The African Mathematician & Writer

kearoma

— By Kearoma from Botswana

My educational background is a little humorous but also very inspirational. My journey went from being an aspiring doctor to a writer and I’m currently completing my final year for a BSc in Applied Sciences with a double major in Mathematics and Statistics. Quite unexpected right? I also want to say I went to the school of life, but I don’t think I have garnered enough experience yet in that aspect to make that claim.

My fondest memory of my childhood is being four or five years old with a play set of medical doctor’s tools- stethoscope, plastic injection set and the like. I would put all my teddy bears and dolls on chairs and play hospital; this hospital of course had one doctor who did everything from bathing the patients to giving injections. I grew up knowing that I wanted a career in medicine, in fact I wanted a life around medicine.

Life of course doesn’t always work out the way we plan it, you could be planning to go live a life of solitude on an island and life will bless you with one in a busy city with a huge circle of friends. This of course didn’t happen to me, I still wish for a busy city life though. In my case life handed me Mathematics and Statistics.

Fast-forward two years later, I did not reapply for med school. In fact, the dream was slowly drifting away from my mind and I was trying to decide what I wanted to major in for my Applied Sciences course. I chose Mathematics and Statistics because the past two years had made me fall irrevocably in love with the two. I was excited and giddy at the prospect of trying something new and taking leaps towards my future.

What I am most thankful for is my family’s support. They never once questioned my decisions; they only just made sure I was certain this was the path I wanted to take. My mother of course was scolding me for wasting my writing talent in journals and books I allowed no one else to read. She was truly one of the people that urged me to share my writing with others. Her constant questions about why I was hiding my talent and her mention of the award I had received at 18 for best in English Literature for my high school leaving exams at the national level and a day of toying around with starting a blog led me to actually start my blog.

Writing has always been one of my main hobbies, I would write poems about teenage love affairs and mighty female characters. I guess the truth of the matter is that, in Botswana, the arts are not something we grew up knowing could feed someone.

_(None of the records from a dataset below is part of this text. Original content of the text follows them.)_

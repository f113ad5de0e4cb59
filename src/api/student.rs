//! Student enrollment, progress, and dashboard endpoints.

// self
use crate::{api::CourseId, http::ApiRequest};

/// `GET student/courses/`.
pub fn enrolled_courses() -> ApiRequest {
	ApiRequest::get("student/courses/")
}

/// `GET student/courses/{id}/progress/`.
pub fn progress(id: &CourseId) -> ApiRequest {
	ApiRequest::get(format!("student/courses/{id}/progress/"))
}

/// `POST enrollment/enroll/{id}/`.
pub fn enroll(id: &CourseId) -> ApiRequest {
	ApiRequest::post(format!("enrollment/enroll/{id}/"))
}

/// `GET dashboard/`.
pub fn dashboard() -> ApiRequest {
	ApiRequest::get("dashboard/")
}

Maybe at the time it was because I wanted to be a doctor but it was also due to the fact that we grow up noticing how everyone is a nurse, a doctor, a teacher or a politician. Only first world countries had people who made careers from blogging or singing on YouTube.

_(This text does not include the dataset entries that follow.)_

//! Process configuration for the storage engine.
//!
//! The configuration is a flat `key=value` file read once at startup.
//! Parsing produces an explicit [`SafsConfig`] that is passed by handle to
//! each component; there is no process-wide mutable settings object.

use std::ffi::OsStr;
use std::path::{Path, PathBuf};
use std::str::FromStr;
use std::time::Duration;

use serde::{Deserialize, Serialize};
use tracing::{debug, warn};

use crate::cache::ReplacementPolicy;
use crate::catalog::validate_name;
use crate::device::DeviceConfig;
use crate::error::{StorageError, StorageResult};
use crate::file_manager::ImportPolicy;
use crate::raid::RaidPolicy;

/// Name of the catalog file kept in the data root.
pub const CATALOG_FILE_NAME: &str = "safs-catalog.json";

/// Temporary name the catalog is written under before the rename.
pub const CATALOG_TMP_NAME: &str = "safs-catalog.json.tmp";

/// Storage engine configuration.
#[derive(Debug, Clone, Serialize, Deserialize)]
pub struct SafsConfig {
    /// Striping policy (`RAID_mapping`).
    pub raid_mapping: RaidPolicy,
    /// Maximum in-flight requests per device (`io_depth`).
    pub io_depth: usize,
    /// Page cache capacity in bytes (`cache_size`).
    pub cache_size: u64,
    /// Number of NUMA nodes the cache is partitioned across (`num_nodes`).
    pub num_nodes: usize,
    /// Data root directory, or a file listing `node:path` device roots (`root_conf`).
    pub root_conf: PathBuf,
    /// Worker thread count (`threads`).
    pub threads: usize,
    /// Log and dump I/O statistics at shutdown (`print_io_stat`).
    pub print_io_stat: bool,
    /// Statistics output path (`prof_file`). Empty disables the dump.
    pub prof_file: String,
    /// Merge adjacent/overlapping queued requests (`merge_reqs`).
    pub merge_reqs: bool,
    /// Page size in bytes (`page_size`).
    pub page_size: u64,
    /// Stripe unit in pages (`RAID_block_size`).
    pub raid_block_size: u64,
    /// Frames per cache set (`cache_assoc`).
    pub cache_assoc: usize,
    /// Replacement policy inside a set (`cache_policy`).
    pub cache_policy: ReplacementPolicy,
    /// Behavior when a logical name is imported twice (`import_policy`).
    pub import_policy: ImportPolicy,
    /// How long a miss waits for a pinned set before failing (`cache_wait_ms`).
    pub cache_wait_ms: u64,
}

impl Default for SafsConfig {
    /// Mirrors the default configuration file layout.
    fn default() -> Self {
        Self {
            raid_mapping: RaidPolicy::Raid0,
            io_depth: 64,
            cache_size: 4 << 30,
            num_nodes: 4,
            root_conf: PathBuf::new(),
            threads: 4,
            print_io_stat: true,
            prof_file: "graph.prof".to_string(),
            merge_reqs: true,
            page_size: 4096,
            raid_block_size: 16,
            cache_assoc: 8,
            cache_policy: ReplacementPolicy::Lru,
            import_policy: ImportPolicy::Idempotent,
            cache_wait_ms: 30_000,
        }
    }
}

/// Parses a byte size with an optional binary `K`/`M`/`G`/`T` suffix.
pub fn parse_size(value: &str) -> Option<u64> {
    let value = value.trim();
    let (digits, shift) = match value.chars().last()? {
        'k' | 'K' => (&value[..value.len() - 1], 10),
        'm' | 'M' => (&value[..value.len() - 1], 20),
        'g' | 'G' => (&value[..value.len() - 1], 30),
        't' | 'T' => (&value[..value.len() - 1], 40),
        _ => (value, 0),
    };
    let n: u64 = digits.parse().ok()?;
    n.checked_mul(1u64 << shift)
}

fn parse_uint<T: FromStr>(key: &str, value: &str) -> StorageResult<T> {
    value.parse().map_err(|_| {
        StorageError::config(format!("'{}' expects an unsigned integer, got '{}'", key, value))
    })
}

impl SafsConfig {
    /// Parses configuration text.
    ///
    /// Keys not present keep their defaults, except the presence flags
    /// (`print_io_stat`, `merge_reqs`) which are off unless listed.
    pub fn parse(text: &str) -> StorageResult<Self> {
        let mut config = SafsConfig {
            print_io_stat: false,
            merge_reqs: false,
            ..Default::default()
        };

        for raw in text.lines() {
            let line: String = raw.split_whitespace().collect();
            if line.is_empty() || line.starts_with('#') {
                continue;
            }
            let (key, value) = match line.split_once('=') {
                Some((k, v)) => (k, v),
                None => (line.as_str(), ""),
            };
            config.apply(key, value)?;
        }

        config.validate()?;
        debug!(?config, "parsed configuration");
        Ok(config)
    }

    /// Reads and parses a configuration file.
    pub fn from_file(path: &Path) -> StorageResult<Self> {
        let text = std::fs::read_to_string(path).map_err(|e| {
            StorageError::config(format!("cannot read '{}': {}", path.display(), e))
        })?;
        Self::parse(&text)
    }

    fn apply(&mut self, key: &str, value: &str) -> StorageResult<()> {
        match key {
            "RAID_mapping" => self.raid_mapping = value.parse()?,
            "io_depth" => self.io_depth = parse_uint(key, value)?,
            "cache_size" => {
                self.cache_size = parse_size(value).ok_or_else(|| {
                    StorageError::config(format!("'cache_size' expects a size like 4G, got '{}'", value))
                })?
            }
            "num_nodes" => self.num_nodes = parse_uint(key, value)?,
            "root_conf" => self.root_conf = PathBuf::from(value),
            "threads" => self.threads = parse_uint(key, value)?,
            "print_io_stat" => self.print_io_stat = true,
            "prof_file" => self.prof_file = value.to_string(),
            "merge_reqs" => self.merge_reqs = true,
            "page_size" => {
                self.page_size = parse_size(value).ok_or_else(|| {
                    StorageError::config(format!("'page_size' expects a size, got '{}'", value))
                })?
            }
            "RAID_block_size" => self.raid_block_size = parse_uint(key, value)?,
            "cache_assoc" => self.cache_assoc = parse_uint(key, value)?,
            "cache_policy" => self.cache_policy = value.parse()?,
            "import_policy" => self.import_policy = value.parse()?,
            "cache_wait_ms" => self.cache_wait_ms = parse_uint(key, value)?,
            _ => warn!(key, value, "ignoring unknown configuration key"),
        }
        Ok(())
    }

    /// Checks cross-field constraints.
    pub fn validate(&self) -> StorageResult<()> {
        if self.io_depth == 0 {
            return Err(StorageError::config("io_depth must be at least 1"));
        }
        if self.num_nodes == 0 {
            return Err(StorageError::config("num_nodes must be at least 1"));
        }
        if self.threads == 0 {
            return Err(StorageError::config("threads must be at least 1"));
        }
        if self.page_size == 0 || !self.page_size.is_power_of_two() {
            return Err(StorageError::config(format!(
                "page_size must be a power of two, got {}",
                self.page_size
            )));
        }
        if self.raid_block_size == 0 {
            return Err(StorageError::config("RAID_block_size must be at least 1"));
        }
        if self.cache_assoc == 0 {
            return Err(StorageError::config("cache_assoc must be at least 1"));
        }
        if self.cache_size < self.page_size {
            return Err(StorageError::config(format!(
                "cache_size {} is smaller than one page ({})",
                self.cache_size, self.page_size
            )));
        }
        Ok(())
    }

    /// Hard ceiling on resident frames.
    pub fn total_frames(&self) -> usize {
        (self.cache_size / self.page_size) as usize
    }

    /// Stripe unit in bytes.
    pub fn stripe_unit_bytes(&self) -> u64 {
        self.raid_block_size * self.page_size
    }

    /// Time a miss waits on a fully pinned set.
    pub fn cache_wait(&self) -> Duration {
        Duration::from_millis(self.cache_wait_ms)
    }

    /// Directory holding the catalog and statistics output.
    pub fn data_root(&self) -> PathBuf {
        if self.root_conf.is_file() {
            self.root_conf
                .parent()
                .map(Path::to_path_buf)
                .unwrap_or_default()
        } else {
            self.root_conf.clone()
        }
    }

    /// Checks a logical file name against [`validate_name`] and against
    /// the statistics dump, which shares the data root with the parts.
    pub fn validate_file_name(&self, name: &str) -> StorageResult<()> {
        validate_name(name)?;
        if Path::new(&self.prof_file).file_name() == Some(OsStr::new(name)) {
            return Err(StorageError::InvalidName {
                name: name.to_string(),
                reason: "name is reserved for the statistics dump",
            });
        }
        Ok(())
    }

    /// Location of the statistics dump, if enabled.
    pub fn prof_path(&self) -> Option<PathBuf> {
        if !self.print_io_stat || self.prof_file.is_empty() {
            return None;
        }
        let path = PathBuf::from(&self.prof_file);
        if path.is_absolute() {
            Some(path)
        } else {
            Some(self.data_root().join(path))
        }
    }

    /// Resolves the device topology from `root_conf`.
    ///
    /// A directory is a single device on NUMA node 0. A file lists one
    /// `node_id:path` device root per line; relative paths resolve against
    /// the file's directory.
    pub fn device_configs(&self) -> StorageResult<Vec<DeviceConfig>> {
        if self.root_conf.as_os_str().is_empty() {
            return Err(StorageError::config("root_conf is not set"));
        }
        if self.root_conf.is_dir() {
            return Ok(vec![DeviceConfig::new(self.root_conf.clone(), 0, 0)]);
        }
        let text = std::fs::read_to_string(&self.root_conf).map_err(|e| {
            StorageError::config(format!(
                "cannot read root_conf '{}': {}",
                self.root_conf.display(),
                e
            ))
        })?;
        let base = self.data_root();

        let mut devices = Vec::new();
        for line in text.lines().map(str::trim) {
            if line.is_empty() || line.starts_with('#') {
                continue;
            }
            let (node, path) = line.split_once(':').ok_or_else(|| {
                StorageError::config(format!("root_conf line '{}' is not node:path", line))
            })?;
            let numa_node: u16 = parse_uint("root_conf node", node.trim())?;
            let path = PathBuf::from(path.trim());
            let path = if path.is_absolute() { path } else { base.join(path) };
            let idx = u16::try_from(devices.len())
                .map_err(|_| StorageError::config("too many devices in root_conf"))?;
            devices.push(DeviceConfig::new(path, idx, numa_node));
        }

        if devices.is_empty() {
            return Err(StorageError::config("root_conf lists zero devices"));
        }
        Ok(devices)
    }
}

I love writing and I love African literature even more. I love how African writers weave ordinary stories into gems that just make so much sense. I wrote a story that was on brittlepaper about a young woman who lost her father who had been a mathematician. My Ghanaian lecturer who is a Mathematics Professor well into his seventies came to class one day and shook my hand because he had read the story. I didn’t know where he came across it but the mere fact that he was congratulating me filled me with so much joy I cried in class.

My academic life is only at the beginning. There is so much I want to do, so much I want to write about and as my lecturer likes saying “so much to calculate and find derivatives of” because that’s what life is all about; living it to your best ability. I wouldn’t change anything even though sometimes when the theorems and formulas don’t come to my mind in a test I think I would be better of learning about verbs and stuff and studying English.

I have learned that life might not always turn out the way we want it to but it will always lead to somewhere better. I have learned that making plans is good but sometimes the unplanned life is also worth it. I also learned that Africans need to stop looking down on other careers; I could decide I want to spend my days singing and reciting folklores in Setswana at the mall for the rest of my life and people would call me a mad woman. There is a need to let young people do what they love. Its better being happy with what you are doing, that I believe is what makes one excel.